L'ignorance des faits n'en limite pas moins les conséquences.


Dewei ▽  Tamara
Sartre avait un jour déclaré dans une de ces œuvres que l’Enfer, c’était les autres. Si Dewei avait eu connaissance de cette phrase, il aurait certainement été d’accord. Le pire dans cette cuisante défaite était le regard de ces confrères. Son bras immobilisé était la preuve de son échec. Une preuve qu’il allait devoir porter pendant un mois avant de pouvoir laver son honneur sur le terrain. En attendant, l’Asiatique ne pouvait s’empêcher de baisser les yeux en croisant quelqu’un et serrait les dents face aux remarques. Il avait été élevé avec des principes sévères, ceux qui vous obligent à penser que ‘faire de son mieux’ n’était pas une excuse recevable lorsqu’on avait perdu. Bien que l’agent ait coupé les ponts avec sa famille, sa détermination à faire honneur au nom des Law était restée intacte. Tout comme il ne voulait pas faire défaut au Département qui l’avait sorti de prison et révélé la vérité sur les monstres peuplant ce monde. Autant d’élément qui faisait qu’il prenait cette défaite assez mal et ce mot était un euphémisme !
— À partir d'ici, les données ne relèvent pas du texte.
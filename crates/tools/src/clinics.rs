//! `search_clinics`: find clinics by location and/or name.

use async_trait::async_trait;
use medibook_core::error::ToolError;
use medibook_core::tool::{Parameters, Tool, ToolName};
use serde_json::{Value, json};
use std::sync::Arc;

use crate::directory::ClinicDirectory;
use crate::text_param;

pub struct SearchClinicsTool {
    directory: Arc<ClinicDirectory>,
}

impl SearchClinicsTool {
    pub fn new(directory: Arc<ClinicDirectory>) -> Self {
        Self { directory }
    }
}

#[async_trait]
impl Tool for SearchClinicsTool {
    fn name(&self) -> ToolName {
        ToolName::SearchClinics
    }

    fn description(&self) -> &str {
        "Search clinics by location (district, city or street) and/or clinic name."
    }

    fn parameters_schema(&self) -> Value {
        json!({
            "type": "object",
            "properties": {
                "location": {
                    "type": "string",
                    "description": "District, city or street, e.g. 'Quận 1'"
                },
                "query": {
                    "type": "string",
                    "description": "Part of the clinic name"
                }
            }
        })
    }

    async fn execute(&self, parameters: Parameters) -> Result<Value, ToolError> {
        let location = text_param(&parameters, "location");
        let query = text_param(&parameters, "query");

        let clinics: Vec<Value> = self
            .directory
            .search_clinics(location, query)
            .into_iter()
            .map(|c| {
                json!({
                    "id": c.id,
                    "name": c.name,
                    "address": format!("{}, {}, {}", c.address, c.district, c.city),
                    "phone": c.phone,
                })
            })
            .collect();

        Ok(json!({ "count": clinics.len(), "clinics": clinics }))
    }
}
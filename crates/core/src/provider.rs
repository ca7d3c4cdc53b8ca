//! Provider trait — the abstraction over the agent completion service.
//!
//! A Provider sends the prompt history to the upstream model and hands back
//! the first choice's message *as the upstream produced it*. Interpreting
//! that payload (including repairing malformed tool calls) is the agent
//! crate's job, so the raw `tool_calls` field is passed through untouched.

use async_trait::async_trait;
use serde::{Deserialize, Serialize};
use crate::error::ProviderError;
use crate::message::Message;

/// A completion request.
#[derive(Debug, Clone, Serialize, Deserialize)]
pub struct ProviderRequest {
    /// Model override; the service default is used when absent
    #[serde(default, skip_serializing_if = "Option::is_none")]
    pub model: Option<String>,

    /// The conversation messages, system instruction first
    pub messages: Vec<Message>,

    /// Temperature (0.0 = deterministic)
    #[serde(default = "default_temperature")]
    pub temperature: f64,

    /// Maximum tokens to generate
    #[serde(default, skip_serializing_if = "Option::is_none")]
    pub max_tokens: Option<u32>,

    /// Tools advertised to the model, if any
    #[serde(default, skip_serializing_if = "Vec::is_empty")]
    pub tools: Vec<ToolDefinition>,
}

fn default_temperature() -> f64 {
    0.1
}

/// A tool definition sent to the model so it knows what it can call.
#[derive(Debug, Clone, Serialize, Deserialize)]
pub struct ToolDefinition {
    /// The tool name
    pub name: String,

    /// Description of what the tool does
    pub description: String,

    /// JSON Schema describing the tool's parameters
    pub parameters: serde_json::Value,
}

/// The first choice's message from a completion.
#[derive(Debug, Clone, Default, Serialize, Deserialize)]
pub struct ProviderResponse {
    /// Text content (`null` upstream becomes empty)
    #[serde(default)]
    pub content: String,

    /// The raw `tool_calls` field; may be absent, `null`, or not even a list
    #[serde(default)]
    pub tool_calls: serde_json::Value,

    /// Which model answered, when reported
    #[serde(default, skip_serializing_if = "Option::is_none")]
    pub model: Option<String>,
}

impl ProviderResponse {
    /// A plain text completion.
    pub fn text(content: impl Into<String>) -> Self {
        Self {
            content: content.into(),
            ..Self::default()
        }
    }

    /// A completion carrying raw tool calls.
    pub fn with_tool_calls(content: impl Into<String>, tool_calls: serde_json::Value) -> Self {
        Self {
            content: content.into(),
            tool_calls,
            model: None,
        }
    }
}

/// The agent completion service.
///
/// The orchestration loop calls `complete()` without knowing which backend
/// answers.
#[async_trait]
pub trait Provider: Send + Sync {
    /// A human-readable name for this provider.
    fn name(&self) -> &str;

    /// Send a request and get the first choice's message.
    async fn complete(&self, request: ProviderRequest) -> std::result::Result<ProviderResponse, ProviderError>;

    /// Health check — can we reach the service?
    async fn health_check(&self) -> std::result::Result<bool, ProviderError> {
        Ok(true)
    }
}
Puisque sa blessure l’obligeait à diminuer ces visites à la salle d’entraînement, il n’avait plus croisé sa collègue depuis cette mission catastrophique à Scranton. Au fond, il était jaloux que sa partenaire se soit tirer de cette histoire sans la moindre blessure, pas même une égratignure, tandis que lui allait être coincé dans les bureaux à faire le travail d'un vulgaire agent de liaison pendant quatre interminables semaines. L'Asiatique n'en était qu'à son troisième jour de reprise du travail et il en avait déjà assez, alors, tenir un mois semblait impossible. Sa frustration le poussa à se montrer soupçonneux par rapport au comportement de Tamara durant la mission. Dewei s'en voulait immédiatement, se disant que sa collègue méritait d'avoir le bénéfice du doute, mais il ne doutait pas qu'il y eût là un abcès à percer. Comme sa corvée du jour allait le conduire dans le bureau de l'agent Lond, peut-être auront-ils l'occasion d'en parler. Aussi amer que pouvait être le rappel de cet échec.
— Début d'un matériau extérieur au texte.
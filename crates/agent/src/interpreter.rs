//! Response interpretation: one agent call in, one [`AgentResponse`] out.
//!
//! Never fails. A provider error becomes a fixed apology with no tool
//! calls; a completion that wrote its tool call as text is healed.

use chrono::Utc;
use medibook_core::agent::AgentResponse;
use medibook_core::error::ProviderError;
use medibook_core::event::{DomainEvent, EventBus};
use medibook_core::message::Message;
use medibook_core::provider::{Provider, ProviderRequest, ProviderResponse, ToolDefinition};
use medibook_core::tool::ToolCall;
use std::sync::Arc;
use tracing::{debug, info, warn};

use crate::context::ContextBuilder;
use crate::{healer, normalizer};

/// Reply when the agent service reports it is overloaded (502/503/504).
pub const AGENT_OVERLOADED: &str =
    "Xin lỗi, hệ thống AI đang quá tải. Bạn vui lòng thử lại sau ít phút nhé.";

/// Reply for every other agent service failure.
pub const AGENT_UNREACHABLE: &str =
    "Xin lỗi, tôi không thể kết nối tới hệ thống AI lúc này. Bạn vui lòng thử lại sau.";

pub struct ResponseInterpreter {
    provider: Arc<dyn Provider>,
    context: ContextBuilder,
    event_bus: Arc<EventBus>,
    model: Option<String>,
    temperature: f64,
    max_tokens: Option<u32>,
    tools: Vec<ToolDefinition>,
}

impl ResponseInterpreter {
    pub fn new(provider: Arc<dyn Provider>, context: ContextBuilder, event_bus: Arc<EventBus>) -> Self {
        Self {
            provider,
            context,
            event_bus,
            model: None,
            temperature: 0.1,
            max_tokens: Some(1000),
            tools: Vec::new(),
        }
    }

    pub fn with_model(mut self, model: Option<String>) -> Self {
        self.model = model;
        self
    }

    pub fn with_temperature(mut self, temperature: f64) -> Self {
        self.temperature = temperature;
        self
    }

    pub fn with_max_tokens(mut self, max_tokens: u32) -> Self {
        self.max_tokens = Some(max_tokens);
        self
    }

    /// Send these tool definitions in the structured request field.
    pub fn with_tools(mut self, tools: Vec<ToolDefinition>) -> Self {
        self.tools = tools;
        self
    }

    /// Build the request for `history`, system instruction first.
    pub fn request(&self, history: &[Message], now: chrono::DateTime<Utc>) -> ProviderRequest {
        let mut messages = Vec::with_capacity(history.len() + 1);
        messages.push(Message::system(self.context.build(now)));
        messages.extend_from_slice(history);

        ProviderRequest {
            model: self.model.clone(),
            messages,
            temperature: self.temperature,
            max_tokens: self.max_tokens,
            tools: self.tools.clone(),
        }
    }

    /// Call the agent with `history` and interpret what comes back.
    pub async fn interpret(&self, history: &[Message]) -> AgentResponse {
        let request = self.request(history, Utc::now());
        debug!(
            provider = self.provider.name(),
            messages = request.messages.len(),
            "Calling agent service"
        );

        match self.provider.complete(request).await {
            Ok(completion) => self.interpret_completion(completion),
            Err(e) => self.fallback(&e),
        }
    }

    /// Turn a raw completion into content plus canonical tool calls.
    pub fn interpret_completion(&self, completion: ProviderResponse) -> AgentResponse {
        let tool_calls = normalizer::normalize(&completion.tool_calls);
        if !tool_calls.is_empty() {
            return AgentResponse {
                content: completion.content,
                tool_calls,
            };
        }

        if healer::needs_healing(&completion.content) {
            if let Some(healed) = healer::heal(&completion.content) {
                info!(
                    tool = %healed.name,
                    strategy = %healed.strategy,
                    "Recovered tool call from response text"
                );
                self.event_bus.publish(DomainEvent::ToolCallHealed {
                    tool_name: healed.name.to_string(),
                    strategy: healed.strategy.to_string(),
                    timestamp: Utc::now(),
                });
                let id = format!("call_healed_{}", Utc::now().timestamp_millis());
                return AgentResponse {
                    content: String::new(),
                    tool_calls: vec![ToolCall::new(id, healed.name.as_str(), healed.parameters)],
                };
            }
            debug!("Response looked like a tool call but nothing was recoverable");
        }

        AgentResponse::text(completion.content)
    }

    fn fallback(&self, error: &ProviderError) -> AgentResponse {
        warn!(provider = self.provider.name(), error = %error, "Agent service call failed");
        self.event_bus.publish(DomainEvent::AgentCallFailed {
            error_message: error.to_string(),
            timestamp: Utc::now(),
        });

        if error.is_unavailable() {
            AgentResponse::text(AGENT_OVERLOADED)
        } else {
            AgentResponse::text(AGENT_UNREACHABLE)
        }
    }
}
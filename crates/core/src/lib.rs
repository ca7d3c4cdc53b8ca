//! # MediBook Core
//!
//! Domain types, traits, and error definitions for the MediBook clinic
//! booking assistant. This crate has **no framework dependencies** — it
//! defines the domain model every other crate implements against.
//!
//! ## Design Philosophy
//!
//! Every collaborator of the orchestration engine is a trait here:
//! - [`Provider`] — the external agent completion service
//! - [`Tool`] — a domain lookup (doctor search, schedules, ...)
//! - [`Channel`] — the chat transport
//!
//! Implementations live in their respective crates, so the engine can be
//! exercised with scripted stand-ins in tests.

pub mod error;
pub mod message;
pub mod provider;
pub mod channel;
pub mod tool;
pub mod agent;
pub mod calendar;
pub mod event;

// Re-export key types at crate root for ergonomics
pub use error::{Error, Result};
pub use message::{Message, Role};
pub use provider::{Provider, ProviderRequest, ProviderResponse, ToolDefinition};
pub use channel::{Channel, ChannelId, ChannelMessage};
pub use tool::{Tool, ToolCall, ToolName, ToolRegistry, ToolResult};
pub use agent::{AgentResponse, OrchestrationState};
pub use event::{DomainEvent, EventBus};
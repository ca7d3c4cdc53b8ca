//! Date helpers in the clinic's locale (Vietnamese weekday names, `dd/mm/yyyy`).

use chrono::{Datelike, NaiveDate, Weekday};

/// Display format for dates shown to users and to the agent.
pub const DATE_FORMAT: &str = "%d/%m/%Y";

/// Vietnamese name of a weekday.
pub fn weekday_name(day: Weekday) -> &'static str {
    match day {
        Weekday::Mon => "Thứ Hai",
        Weekday::Tue => "Thứ Ba",
        Weekday::Wed => "Thứ Tư",
        Weekday::Thu => "Thứ Năm",
        Weekday::Fri => "Thứ Sáu",
        Weekday::Sat => "Thứ Bảy",
        Weekday::Sun => "Chủ Nhật",
    }
}

pub fn format_date(date: NaiveDate) -> String {
    date.format(DATE_FORMAT).to_string()
}

/// `Thứ Hai (20/10/2025)`
pub fn describe_date(date: NaiveDate) -> String {
    format!("{} ({})", weekday_name(date.weekday()), format_date(date))
}

/// Parse `dd/mm/yyyy`, falling back to ISO `yyyy-mm-dd`.
pub fn parse_date(input: &str) -> Option<NaiveDate> {
    let input = input.trim();
    NaiveDate::parse_from_str(input, DATE_FORMAT)
        .or_else(|_| NaiveDate::parse_from_str(input, "%Y-%m-%d"))
        .ok()
}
En attendant, l'agent de terrain maudissait d'autant plus sa blessure à cause de laquelle un geste aussi simple que l'ouverture d'une porte en tenant un objet en main, devenait une épreuve demandant réflexion et astuce. Ce premier obstacle franchit, il put saluer sa collègue tout en redoutant les remarques face à la farce qu'il devait représenter. Du temps où il était flic, il avait eu de nombreuses fois des remarques et autres blagues (d'un humour variable selon le degré d'intelligence du créateur) sur son nom de famille. Il s'attendait donc au pire et n'hésita pas à faire une remarque dans ce sens, incitant son interlocutrice à se lâcher. Bien sûr, cette dernière nia ces intentions sarcastiques. Dewei lui lança un regard qui trahissait le fait qu'il n'était pas dupe.
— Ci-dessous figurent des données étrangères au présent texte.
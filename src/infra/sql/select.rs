use std::fmt;

use sha2::{Digest, Sha256};

use crate::domain::entities::aggregate::SqlExp;
use crate::domain::entities::field::{ColumnRef, JoinKind, TableRef};
use crate::domain::entities::order::{OrderBy, SortDirection};
use crate::domain::entities::predicate::Predicate;
use crate::infra::sql::dialect::Dialect;

#[derive(Debug, Clone, PartialEq, Eq)]
pub struct JoinedTable {
    pub table: TableRef,
    pub kind: JoinKind,
    pub on: Vec<(ColumnRef, ColumnRef)>,
    /// Columns selected as `"alias.column"`; empty selects `alias.*`.
    pub columns: Vec<String>,
}

#[derive(Debug, Clone, Copy, PartialEq, Eq)]
pub struct Limit {
    pub count: Option<u64>,
    pub offset: u64,
}

/// Hex SHA-256 of the rendered tables, predicates and order.
#[derive(Debug, Clone, PartialEq, Eq, Hash)]
pub struct QuerySignature(String);

impl QuerySignature {
    fn digest(canonical: &str) -> Self {
        QuerySignature(format!("{:x}", Sha256::digest(canonical.as_bytes())))
    }

    pub fn as_str(&self) -> &str {
        &self.0
    }

    pub fn cache_key(&self, prefix: &str) -> String {
        format!("{prefix}{}", self.0)
    }
}

impl fmt::Display for QuerySignature {
    fn fmt(&self, f: &mut fmt::Formatter<'_>) -> fmt::Result {
        f.write_str(&self.0)
    }
}

/// Query state of one grid request: tables, predicates, order and limit.
///
/// Base conditions come from the application and also restrict filter
/// dropdowns; predicates come from grid filters and only restrict the rows.
#[derive(Debug, Clone, PartialEq)]
pub struct Select {
    main: TableRef,
    joins: Vec<JoinedTable>,
    base_conditions: Vec<Predicate>,
    predicates: Vec<Predicate>,
    order: Vec<(OrderBy, ColumnRef)>,
    limit: Option<Limit>,
}

impl Select {
    pub fn new(main: TableRef) -> Self {
        Self {
            main,
            joins: Vec::new(),
            base_conditions: Vec::new(),
            predicates: Vec::new(),
            order: Vec::new(),
            limit: None,
        }
    }

    pub fn main(&self) -> &TableRef {
        &self.main
    }

    pub fn joins(&self) -> &[JoinedTable] {
        &self.joins
    }

    /// Main table first, then joins in declaration order.
    pub fn tables(&self) -> impl Iterator<Item = &TableRef> {
        std::iter::once(&self.main).chain(self.joins.iter().map(|join| &join.table))
    }

    pub fn base_conditions(&self) -> &[Predicate] {
        &self.base_conditions
    }

    pub fn predicates(&self) -> &[Predicate] {
        &self.predicates
    }

    pub fn order(&self) -> impl Iterator<Item = &OrderBy> {
        self.order.iter().map(|(entry, _)| entry)
    }

    pub fn limit(&self) -> Option<Limit> {
        self.limit
    }

    pub fn add_join(&mut self, join: JoinedTable) {
        self.joins.push(join);
    }

    pub fn add_base_condition(&mut self, sql: impl Into<String>) {
        self.base_conditions.push(Predicate::Raw(sql.into()));
    }

    pub fn add_predicate(&mut self, predicate: Predicate) {
        self.predicates.push(predicate);
    }

    pub fn clear_predicates(&mut self) {
        self.predicates.clear();
    }

    /// Appends an order entry; a column already ordered keeps its position
    /// and takes the new direction.
    pub fn build_order(&mut self, entry: OrderBy, column: ColumnRef, reset: bool) {
        if reset {
            self.order.clear();
        }
        match self.order.iter_mut().find(|(_, existing)| *existing == column) {
            Some(existing) => existing.0 = entry,
            None => self.order.push((entry, column)),
        }
    }

    pub fn reset_order(&mut self) {
        self.order.clear();
    }

    pub fn set_limit(&mut self, count: u64, offset: u64) {
        self.limit = Some(Limit {
            count: Some(count),
            offset,
        });
    }

    pub fn reset_limit(&mut self) {
        self.limit = None;
    }

    pub fn from_sql(&self, dialect: &dyn Dialect) -> String {
        let mut sql = table_sql(dialect, &self.main);
        for join in &self.joins {
            let on = join
                .on
                .iter()
                .map(|(left, right)| format!("{} = {}", dialect.column(left), dialect.column(right)))
                .collect::<Vec<_>>();
            sql.push_str(&format!(
                " {} {} ON {}",
                join.kind.as_sql(),
                table_sql(dialect, &join.table),
                on.join(" AND ")
            ));
        }
        sql
    }

    fn where_sql(&self, dialect: &dyn Dialect, extra: &[Predicate], with_filters: bool) -> String {
        let filters: &[Predicate] = if with_filters { &self.predicates } else { &[] };
        let clauses = self
            .base_conditions
            .iter()
            .chain(filters)
            .chain(extra)
            .map(|predicate| dialect.render_predicate(predicate))
            .collect::<Vec<_>>();

        if clauses.is_empty() {
            String::new()
        } else {
            format!(" WHERE {}", clauses.join(" AND "))
        }
    }

    fn order_sql(&self, dialect: &dyn Dialect) -> String {
        if self.order.is_empty() {
            return String::new();
        }
        let entries = self
            .order
            .iter()
            .map(|(entry, column)| format!("{} {}", dialect.column(column), entry.direction.as_sql()))
            .collect::<Vec<_>>();
        format!(" ORDER BY {}", entries.join(", "))
    }

    fn limit_sql(&self, dialect: &dyn Dialect) -> String {
        match self.limit {
            Some(limit) => {
                let clause = dialect.limit_clause(limit.count, limit.offset);
                if clause.is_empty() {
                    clause
                } else {
                    format!(" {clause}")
                }
            }
            None => String::new(),
        }
    }

    /// Main table columns keep their names; joined columns are labelled
    /// `alias.column` so they never collide with the main table's.
    pub fn to_sql(&self, dialect: &dyn Dialect) -> String {
        let mut columns = vec![format!("{}.*", dialect.quote_identifier(self.main.alias()))];
        for join in &self.joins {
            let alias = join.table.alias();
            if join.columns.is_empty() {
                columns.push(format!("{}.*", dialect.quote_identifier(alias)));
                continue;
            }
            columns.extend(join.columns.iter().map(|column| {
                format!(
                    "{} AS {}",
                    dialect.column(&ColumnRef::new(alias, column.as_str())),
                    dialect.quote_identifier(&format!("{alias}.{column}"))
                )
            }));
        }
        format!(
            "SELECT {} FROM {}{}{}{}",
            columns.join(", "),
            self.from_sql(dialect),
            self.where_sql(dialect, &[], true),
            self.order_sql(dialect),
            self.limit_sql(dialect)
        )
    }

    pub fn count_sql(&self, dialect: &dyn Dialect) -> String {
        format!(
            "SELECT COUNT(*) FROM (SELECT 1 FROM {}{}) AS {}",
            self.from_sql(dialect),
            self.where_sql(dialect, &[], true),
            dialect.quote_identifier("counted")
        )
    }

    /// Distinct `(field, value)` pairs for filter dropdowns; grid filters are not applied.
    pub fn distinct_pairs_sql(
        &self,
        dialect: &dyn Dialect,
        field: &ColumnRef,
        value: &ColumnRef,
        order: &ColumnRef,
        direction: SortDirection,
    ) -> String {
        format!(
            "SELECT DISTINCT {}, {} FROM {}{} ORDER BY {} {}",
            dialect.column(field),
            dialect.column(value),
            self.from_sql(dialect),
            self.where_sql(dialect, &[], false),
            dialect.column(order),
            direction.as_sql()
        )
    }

    /// Selects `columns` for every filtered row, ignoring order and limit.
    pub fn columns_sql(&self, dialect: &dyn Dialect, columns: &[ColumnRef]) -> String {
        let columns = columns
            .iter()
            .map(|column| dialect.column(column))
            .collect::<Vec<_>>();
        format!(
            "SELECT {} FROM {}{}",
            columns.join(", "),
            self.from_sql(dialect),
            self.where_sql(dialect, &[], true)
        )
    }

    /// Nested aggregate as chained subqueries, innermost function applied to `column`.
    ///
    /// Returns `None` when `exp` names no function.
    pub fn aggregate_sql(
        &self,
        dialect: &dyn Dialect,
        exp: &SqlExp,
        column: &ColumnRef,
        extra: &[Predicate],
    ) -> Option<String> {
        let (innermost, outer) = exp.functions.split_last()?;
        let value_alias = dialect.quote_identifier("value");

        let mut sql = format!(
            "SELECT {}({}) AS {value_alias} FROM {}{}",
            innermost.as_sql(),
            dialect.column(column),
            self.from_sql(dialect),
            self.where_sql(dialect, extra, true)
        );
        for (depth, function) in outer.iter().rev().enumerate() {
            sql = format!(
                "SELECT {}({value_alias}) AS {value_alias} FROM ({sql}) AS {}",
                function.as_sql(),
                dialect.quote_identifier(&format!("nested_{}", depth + 1))
            );
        }
        Some(sql)
    }

    pub fn signature(&self, dialect: &dyn Dialect) -> QuerySignature {
        self.scoped_signature(dialect, "")
    }

    /// Signature that also names the database the query runs against, so one
    /// cache can serve several databases.
    pub fn scoped_signature(&self, dialect: &dyn Dialect, scope: &str) -> QuerySignature {
        let canonical = format!(
            "{scope}\n{}\n{}\n{}",
            self.from_sql(dialect),
            self.where_sql(dialect, &[], true),
            self.order_sql(dialect)
        );
        QuerySignature::digest(&canonical)
    }
}

fn table_sql(dialect: &dyn Dialect, table: &TableRef) -> String {
    match &table.alias {
        Some(alias) if alias != &table.name => format!(
            "{} AS {}",
            dialect.quote_identifier(&table.name),
            dialect.quote_identifier(alias)
        ),
        _ => dialect.quote_identifier(&table.name),
    }
}

#[cfg(test)]
mod tests {
    use super::*;
    use crate::domain::entities::aggregate::AggregateFunction;
    use crate::domain::entities::predicate::CompareOp;
    use crate::infra::sql::dialect::{MySqlDialect, SqliteDialect};

    fn city_select() -> Select {
        let mut select = Select::new(TableRef::new("city").with_alias("ci"));
        select.add_join(JoinedTable {
            table: TableRef::new("country").with_alias("co"),
            kind: JoinKind::Inner,
            on: vec![(
                ColumnRef::new("ci", "country_code"),
                ColumnRef::new("co", "code"),
            )],
            columns: vec!["code".to_string(), "name".to_string()],
        });
        select
    }

    fn name_is(value: &str) -> Predicate {
        Predicate::Compare {
            column: ColumnRef::new("ci", "name"),
            op: CompareOp::Eq,
            value: value.to_string(),
        }
    }

    #[test]
    fn to_sql_composes_every_clause() {
        let mut select = city_select();
        select.add_base_condition("ci.deleted = 0");
        select.add_predicate(name_is("Porto"));
        select.build_order(
            OrderBy::desc("population"),
            ColumnRef::new("ci", "population"),
            false,
        );
        select.set_limit(10, 20);

        assert_eq!(
            select.to_sql(&SqliteDialect),
            "SELECT \"ci\".*, \"co\".\"code\" AS \"co.code\", \"co\".\"name\" AS \"co.name\" FROM \"city\" AS \"ci\" INNER JOIN \"country\" AS \"co\" \
             ON \"ci\".\"country_code\" = \"co\".\"code\" \
             WHERE (ci.deleted = 0) AND \"ci\".\"name\" = 'Porto' \
             ORDER BY \"ci\".\"population\" DESC LIMIT 10 OFFSET 20"
        );
    }

    #[test]
    fn build_order_reset_and_duplicates() {
        let mut select = city_select();
        let name = ColumnRef::new("ci", "name");

        select.build_order(OrderBy::asc("name"), name.clone(), true);
        select.build_order(
            OrderBy::asc("population"),
            ColumnRef::new("ci", "population"),
            false,
        );
        select.build_order(OrderBy::desc("ci.name"), name.clone(), false);

        assert_eq!(
            select.order().cloned().collect::<Vec<_>>(),
            vec![OrderBy::desc("ci.name"), OrderBy::asc("population")]
        );

        select.build_order(OrderBy::asc("name"), name, true);
        assert_eq!(select.order().count(), 1);

        select.reset_order();
        select.reset_order();
        assert_eq!(select.order().count(), 0);
    }

    #[test]
    fn signature_ignores_limit_but_tracks_predicates() {
        let mut select = city_select();
        let unfiltered = select.signature(&SqliteDialect);

        select.set_limit(5, 0);
        assert_eq!(select.signature(&SqliteDialect), unfiltered);

        select.add_predicate(name_is("Porto"));
        let filtered = select.signature(&SqliteDialect);
        assert_ne!(filtered, unfiltered);
        assert_eq!(filtered.as_str().len(), 64);

        let mut cleared = select.clone();
        cleared.clear_predicates();
        assert_eq!(cleared.signature(&SqliteDialect), unfiltered);

        let mut same = city_select();
        same.add_predicate(name_is("Porto"));
        assert_eq!(same.signature(&SqliteDialect), filtered);
        assert_ne!(same.scoped_signature(&SqliteDialect, "/data/other.sqlite"), filtered);
        assert_eq!(
            same.scoped_signature(&SqliteDialect, "/data/other.sqlite"),
            select.scoped_signature(&SqliteDialect, "/data/other.sqlite")
        );
    }

    #[test]
    fn aggregate_sql_nests_subqueries_outermost_first() {
        let select = Select::new(TableRef::new("country"));
        let exp = SqlExp::new(
            [AggregateFunction::Sum, AggregateFunction::Avg],
            "Population",
        );
        let sql = select
            .aggregate_sql(
                &SqliteDialect,
                &exp,
                &ColumnRef::new("country", "Population"),
                &[],
            )
            .expect("aggregate should render");

        assert_eq!(
            sql,
            "SELECT SUM(\"value\") AS \"value\" FROM (SELECT AVG(\"country\".\"Population\") \
             AS \"value\" FROM \"country\") AS \"nested_1\""
        );
        assert_eq!(
            select.aggregate_sql(
                &SqliteDialect,
                &SqlExp::new(Vec::new(), "Population"),
                &ColumnRef::new("country", "Population"),
                &[]
            ),
            None
        );
    }

    #[test]
    fn distinct_pairs_skip_grid_filters() {
        let mut select = Select::new(TableRef::new("city"));
        select.add_base_condition("active = 1");
        select.add_predicate(name_is("Porto"));

        let id = ColumnRef::new("city", "id");
        let name = ColumnRef::new("city", "name");
        assert_eq!(
            select.distinct_pairs_sql(&MySqlDialect, &id, &name, &name, SortDirection::Asc),
            "SELECT DISTINCT `city`.`id`, `city`.`name` FROM `city` WHERE (active = 1) \
             ORDER BY `city`.`name` ASC"
        );
    }
}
"Vraiment ?" Dit-il avec une pointe de suspicion. N'importe qui aurait profiter de cette situation assez rare. En tout cas, lui, ne se serait pas privé de faire au moins une remarque et il savait Tamara Lond aussi prompte au cynisme que lui. De ce fait, il restait méfiant, malgré la bonne foi apparente de son interlocutrice. Dewei préféra laisser ce point temporairement de côté et se concentra sur la raison de cette visite en brandissant le dossier qu'il tenait dans sa main valide. "Ton bureau manquait de dossier, je viens combler ce manque." Dit-il en posant l'objet sur le bureau et en se décidant finalement à s'asseoir sur le siège gentiment poussé du bout du pied par son interlocutrice. "Blague à part, si tu as des dossiers finis que je dois transmettre aux hautes sphères, donne-les moi. Apparemment, je vais être réduit à faire ce genre de chose pendant toute la durée de ma convalescence." Expliqua-t-il en ne pouvant masquer entièrement une légère amertume. "Je tiendrais jamais un mois, je vais arracher cette foutue écharpe avant." Grommela-t-il. Il avait déjà des airs de lion en cage alors qu'il n'était qu'au début de sa convalescence, cela promettait pour la suite. "C'est plutôt moi qui devrais te demander comment tu te sent. Après tout, tu as été pris en otage par l'ennemi, même si, au final, tu t'en es sortie mieux que moi." Souligna-t-il avec une pointe de curiosité. Bien qu'il ne le devrait pas, il enviait Tamara qui pourra repartir directement à l'attaque pendant que lui va rester un bon moment sur le banc de touche. "Enfin, on ne peut pas changer le passé, je suppose." Essaya-t-il de philosopher avec un soupir. "Dis-moi qu'au moins tu leurs as fait regretter qu'ils t'aient pris en otage, cela me remontera peut-être un peu le moral." Poursuivit-il ensuite avec une note d'humour acide.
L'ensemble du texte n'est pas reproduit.